▸ **Dataset items**

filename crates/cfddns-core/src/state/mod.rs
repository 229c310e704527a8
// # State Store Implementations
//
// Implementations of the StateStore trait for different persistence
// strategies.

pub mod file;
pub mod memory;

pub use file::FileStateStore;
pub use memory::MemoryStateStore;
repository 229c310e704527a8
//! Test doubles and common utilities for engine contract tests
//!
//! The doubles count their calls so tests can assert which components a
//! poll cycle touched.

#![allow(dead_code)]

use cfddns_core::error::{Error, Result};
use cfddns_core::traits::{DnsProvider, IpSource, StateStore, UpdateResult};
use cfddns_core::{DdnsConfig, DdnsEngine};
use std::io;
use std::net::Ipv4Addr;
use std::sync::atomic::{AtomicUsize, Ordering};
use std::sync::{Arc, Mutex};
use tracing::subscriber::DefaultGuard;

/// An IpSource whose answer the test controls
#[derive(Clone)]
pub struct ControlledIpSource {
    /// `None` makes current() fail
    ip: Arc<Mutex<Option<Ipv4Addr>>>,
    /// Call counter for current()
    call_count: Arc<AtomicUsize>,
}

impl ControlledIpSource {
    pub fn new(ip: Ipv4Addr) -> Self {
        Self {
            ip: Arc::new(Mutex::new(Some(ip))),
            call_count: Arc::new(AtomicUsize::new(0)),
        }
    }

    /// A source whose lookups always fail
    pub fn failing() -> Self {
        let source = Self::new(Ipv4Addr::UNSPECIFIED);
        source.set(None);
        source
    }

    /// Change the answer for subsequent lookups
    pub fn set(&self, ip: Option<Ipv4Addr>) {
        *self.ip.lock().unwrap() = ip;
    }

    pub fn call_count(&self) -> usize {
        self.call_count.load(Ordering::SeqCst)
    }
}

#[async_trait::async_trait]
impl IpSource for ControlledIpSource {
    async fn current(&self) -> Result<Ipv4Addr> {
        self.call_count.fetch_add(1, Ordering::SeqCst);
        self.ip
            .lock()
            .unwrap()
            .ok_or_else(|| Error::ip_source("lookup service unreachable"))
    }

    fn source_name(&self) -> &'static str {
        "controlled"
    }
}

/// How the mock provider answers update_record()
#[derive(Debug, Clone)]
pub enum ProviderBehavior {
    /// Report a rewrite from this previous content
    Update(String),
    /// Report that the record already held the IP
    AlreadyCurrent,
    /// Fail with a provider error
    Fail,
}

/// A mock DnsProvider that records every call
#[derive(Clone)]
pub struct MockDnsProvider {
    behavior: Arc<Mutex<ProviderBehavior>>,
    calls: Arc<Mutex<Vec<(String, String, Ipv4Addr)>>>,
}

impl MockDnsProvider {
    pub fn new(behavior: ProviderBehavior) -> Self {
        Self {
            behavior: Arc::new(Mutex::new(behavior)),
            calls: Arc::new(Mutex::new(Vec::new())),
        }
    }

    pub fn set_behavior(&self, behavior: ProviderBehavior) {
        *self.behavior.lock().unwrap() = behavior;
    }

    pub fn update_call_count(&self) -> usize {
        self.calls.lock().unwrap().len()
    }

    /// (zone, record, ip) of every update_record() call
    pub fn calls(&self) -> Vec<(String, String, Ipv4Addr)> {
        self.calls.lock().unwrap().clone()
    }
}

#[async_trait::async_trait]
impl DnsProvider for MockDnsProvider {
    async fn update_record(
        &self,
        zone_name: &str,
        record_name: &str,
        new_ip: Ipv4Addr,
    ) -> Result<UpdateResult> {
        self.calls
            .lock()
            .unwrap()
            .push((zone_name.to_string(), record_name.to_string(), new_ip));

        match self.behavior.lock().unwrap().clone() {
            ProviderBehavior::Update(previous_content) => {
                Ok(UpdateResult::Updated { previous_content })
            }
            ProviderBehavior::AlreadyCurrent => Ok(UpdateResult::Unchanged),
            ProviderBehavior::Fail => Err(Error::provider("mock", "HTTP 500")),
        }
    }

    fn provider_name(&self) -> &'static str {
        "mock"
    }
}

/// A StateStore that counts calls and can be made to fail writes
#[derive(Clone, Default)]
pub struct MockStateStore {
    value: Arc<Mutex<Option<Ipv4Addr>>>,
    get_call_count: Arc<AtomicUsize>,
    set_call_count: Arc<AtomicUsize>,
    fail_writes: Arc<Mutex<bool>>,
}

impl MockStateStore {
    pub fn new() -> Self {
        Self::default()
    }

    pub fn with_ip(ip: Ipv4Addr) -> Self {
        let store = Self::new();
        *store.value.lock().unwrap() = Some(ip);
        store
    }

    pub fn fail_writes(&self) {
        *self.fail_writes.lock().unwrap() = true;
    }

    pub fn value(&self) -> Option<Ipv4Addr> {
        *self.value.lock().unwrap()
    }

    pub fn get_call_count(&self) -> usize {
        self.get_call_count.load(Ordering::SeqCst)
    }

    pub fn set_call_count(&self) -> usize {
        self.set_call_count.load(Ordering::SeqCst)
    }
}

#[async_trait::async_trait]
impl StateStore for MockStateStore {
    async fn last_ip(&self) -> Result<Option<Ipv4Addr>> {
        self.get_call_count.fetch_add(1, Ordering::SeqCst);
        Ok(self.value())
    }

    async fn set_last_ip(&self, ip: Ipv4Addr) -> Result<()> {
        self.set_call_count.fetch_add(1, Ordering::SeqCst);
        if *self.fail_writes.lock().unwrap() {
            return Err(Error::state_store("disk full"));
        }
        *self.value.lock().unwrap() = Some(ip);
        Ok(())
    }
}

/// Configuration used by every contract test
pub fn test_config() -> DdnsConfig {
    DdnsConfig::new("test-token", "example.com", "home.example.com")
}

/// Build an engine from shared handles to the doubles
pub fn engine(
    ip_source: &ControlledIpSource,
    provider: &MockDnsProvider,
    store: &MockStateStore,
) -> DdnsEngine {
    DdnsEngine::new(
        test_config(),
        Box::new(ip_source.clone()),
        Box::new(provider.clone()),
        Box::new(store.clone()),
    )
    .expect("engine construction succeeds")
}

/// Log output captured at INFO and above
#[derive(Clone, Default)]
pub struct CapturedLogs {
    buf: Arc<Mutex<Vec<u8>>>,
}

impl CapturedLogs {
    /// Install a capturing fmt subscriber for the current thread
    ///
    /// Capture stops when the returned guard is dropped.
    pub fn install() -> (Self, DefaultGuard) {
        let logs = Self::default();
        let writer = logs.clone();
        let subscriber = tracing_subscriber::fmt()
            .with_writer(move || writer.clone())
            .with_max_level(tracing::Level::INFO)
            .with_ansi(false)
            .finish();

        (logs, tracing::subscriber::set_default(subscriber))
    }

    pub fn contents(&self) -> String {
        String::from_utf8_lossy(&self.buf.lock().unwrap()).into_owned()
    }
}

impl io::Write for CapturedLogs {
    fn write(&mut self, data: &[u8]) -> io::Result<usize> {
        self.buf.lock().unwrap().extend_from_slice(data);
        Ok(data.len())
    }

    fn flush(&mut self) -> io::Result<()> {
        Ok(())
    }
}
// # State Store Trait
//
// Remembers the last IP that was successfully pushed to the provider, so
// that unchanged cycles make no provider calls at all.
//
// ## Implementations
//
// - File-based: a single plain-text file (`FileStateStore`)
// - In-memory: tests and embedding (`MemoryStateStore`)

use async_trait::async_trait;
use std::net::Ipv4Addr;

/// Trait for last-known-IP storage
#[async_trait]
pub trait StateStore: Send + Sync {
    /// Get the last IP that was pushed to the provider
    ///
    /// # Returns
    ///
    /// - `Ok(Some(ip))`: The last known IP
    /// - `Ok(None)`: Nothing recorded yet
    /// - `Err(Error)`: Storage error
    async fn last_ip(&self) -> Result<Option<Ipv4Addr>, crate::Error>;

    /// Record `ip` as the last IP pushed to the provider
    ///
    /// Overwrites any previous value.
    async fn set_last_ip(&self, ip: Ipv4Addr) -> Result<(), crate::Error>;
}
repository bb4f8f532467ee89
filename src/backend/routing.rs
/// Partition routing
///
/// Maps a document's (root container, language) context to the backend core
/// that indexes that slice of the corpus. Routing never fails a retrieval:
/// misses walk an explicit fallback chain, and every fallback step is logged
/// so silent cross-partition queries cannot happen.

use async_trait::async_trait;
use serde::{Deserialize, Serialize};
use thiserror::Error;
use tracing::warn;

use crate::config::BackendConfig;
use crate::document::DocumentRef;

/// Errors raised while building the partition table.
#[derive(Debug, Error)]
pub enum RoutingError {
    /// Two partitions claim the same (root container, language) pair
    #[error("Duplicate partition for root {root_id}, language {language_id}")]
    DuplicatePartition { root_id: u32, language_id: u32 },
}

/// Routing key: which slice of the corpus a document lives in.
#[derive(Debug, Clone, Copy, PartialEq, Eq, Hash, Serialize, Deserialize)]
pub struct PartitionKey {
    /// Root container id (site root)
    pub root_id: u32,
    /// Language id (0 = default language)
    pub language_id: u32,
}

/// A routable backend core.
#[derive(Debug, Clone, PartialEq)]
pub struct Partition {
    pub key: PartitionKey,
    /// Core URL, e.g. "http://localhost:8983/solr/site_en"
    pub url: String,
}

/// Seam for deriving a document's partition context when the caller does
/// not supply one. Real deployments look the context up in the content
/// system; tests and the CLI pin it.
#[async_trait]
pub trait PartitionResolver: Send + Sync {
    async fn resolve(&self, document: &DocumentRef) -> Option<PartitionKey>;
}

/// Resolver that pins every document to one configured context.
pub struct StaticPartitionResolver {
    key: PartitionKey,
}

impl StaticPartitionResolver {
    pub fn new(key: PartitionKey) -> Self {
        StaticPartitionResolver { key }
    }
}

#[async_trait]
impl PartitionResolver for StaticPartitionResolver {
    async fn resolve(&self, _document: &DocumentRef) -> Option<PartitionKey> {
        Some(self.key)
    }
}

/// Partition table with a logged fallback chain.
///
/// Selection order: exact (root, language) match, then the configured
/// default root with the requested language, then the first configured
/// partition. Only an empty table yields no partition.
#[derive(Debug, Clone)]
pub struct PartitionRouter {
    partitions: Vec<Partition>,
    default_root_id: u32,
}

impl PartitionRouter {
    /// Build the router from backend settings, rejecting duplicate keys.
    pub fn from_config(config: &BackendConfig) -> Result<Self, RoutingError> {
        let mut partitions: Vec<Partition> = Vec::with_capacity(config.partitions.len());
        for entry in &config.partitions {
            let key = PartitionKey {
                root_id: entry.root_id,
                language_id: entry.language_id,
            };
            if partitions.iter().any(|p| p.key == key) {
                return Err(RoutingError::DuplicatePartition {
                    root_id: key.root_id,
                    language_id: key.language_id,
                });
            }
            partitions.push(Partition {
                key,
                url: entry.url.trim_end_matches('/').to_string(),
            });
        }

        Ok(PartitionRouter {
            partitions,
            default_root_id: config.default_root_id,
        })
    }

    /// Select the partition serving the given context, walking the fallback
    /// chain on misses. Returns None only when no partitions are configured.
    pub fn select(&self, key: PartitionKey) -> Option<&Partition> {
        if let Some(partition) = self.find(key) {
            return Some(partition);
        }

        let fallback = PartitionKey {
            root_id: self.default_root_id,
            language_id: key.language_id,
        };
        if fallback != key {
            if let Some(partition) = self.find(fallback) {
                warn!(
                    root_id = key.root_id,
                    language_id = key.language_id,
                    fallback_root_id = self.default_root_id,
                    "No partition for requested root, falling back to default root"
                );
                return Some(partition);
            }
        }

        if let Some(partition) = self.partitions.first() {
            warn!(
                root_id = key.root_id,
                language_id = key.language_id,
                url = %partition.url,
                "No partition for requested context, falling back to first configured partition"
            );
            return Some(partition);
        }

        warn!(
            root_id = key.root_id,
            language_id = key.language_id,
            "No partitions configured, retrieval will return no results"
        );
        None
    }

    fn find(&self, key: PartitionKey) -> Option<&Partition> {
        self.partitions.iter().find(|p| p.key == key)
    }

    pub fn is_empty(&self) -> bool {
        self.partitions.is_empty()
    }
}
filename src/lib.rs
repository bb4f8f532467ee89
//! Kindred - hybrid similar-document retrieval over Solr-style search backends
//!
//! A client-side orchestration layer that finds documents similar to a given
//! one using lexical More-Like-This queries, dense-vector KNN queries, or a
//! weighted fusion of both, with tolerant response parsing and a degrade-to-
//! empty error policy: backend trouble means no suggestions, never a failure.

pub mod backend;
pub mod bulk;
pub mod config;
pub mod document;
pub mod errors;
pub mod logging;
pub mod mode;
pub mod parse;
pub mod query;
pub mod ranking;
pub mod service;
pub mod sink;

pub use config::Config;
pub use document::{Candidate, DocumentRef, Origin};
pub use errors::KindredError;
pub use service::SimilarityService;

▸ **WHAT YOU NEED TO DO**
Each line from the beginning of the entries to the line with "pub fn call_count(&self)" must be repeated exactly, with both end lines kept and no other lines given.

▸ **SOLUTION FOR THIS TASK**
filename crates/cfddns-core/src/state/mod.rs
repository 229c310e704527a8
// # State Store Implementations
//
// Implementations of the StateStore trait for different persistence
// strategies.

pub mod file;
pub mod memory;

pub use file::FileStateStore;
pub use memory::MemoryStateStore;
repository 229c310e704527a8
//! Test doubles and common utilities for engine contract tests
//!
//! The doubles count their calls so tests can assert which components a
//! poll cycle touched.

#![allow(dead_code)]

use cfddns_core::error::{Error, Result};
use cfddns_core::traits::{DnsProvider, IpSource, StateStore, UpdateResult};
use cfddns_core::{DdnsConfig, DdnsEngine};
use std::io;
use std::net::Ipv4Addr;
use std::sync::atomic::{AtomicUsize, Ordering};
use std::sync::{Arc, Mutex};
use tracing::subscriber::DefaultGuard;

/// An IpSource whose answer the test controls
#[derive(Clone)]
pub struct ControlledIpSource {
    /// `None` makes current() fail
    ip: Arc<Mutex<Option<Ipv4Addr>>>,
    /// Call counter for current()
    call_count: Arc<AtomicUsize>,
}

impl ControlledIpSource {
    pub fn new(ip: Ipv4Addr) -> Self {
        Self {
            ip: Arc::new(Mutex::new(Some(ip))),
            call_count: Arc::new(AtomicUsize::new(0)),
        }
    }

    /// A source whose lookups always fail
    pub fn failing() -> Self {
        let source = Self::new(Ipv4Addr::UNSPECIFIED);
        source.set(None);
        source
    }

    /// Change the answer for subsequent lookups
    pub fn set(&self, ip: Option<Ipv4Addr>) {
        *self.ip.lock().unwrap() = ip;
    }

    pub fn call_count(&self) -> usize {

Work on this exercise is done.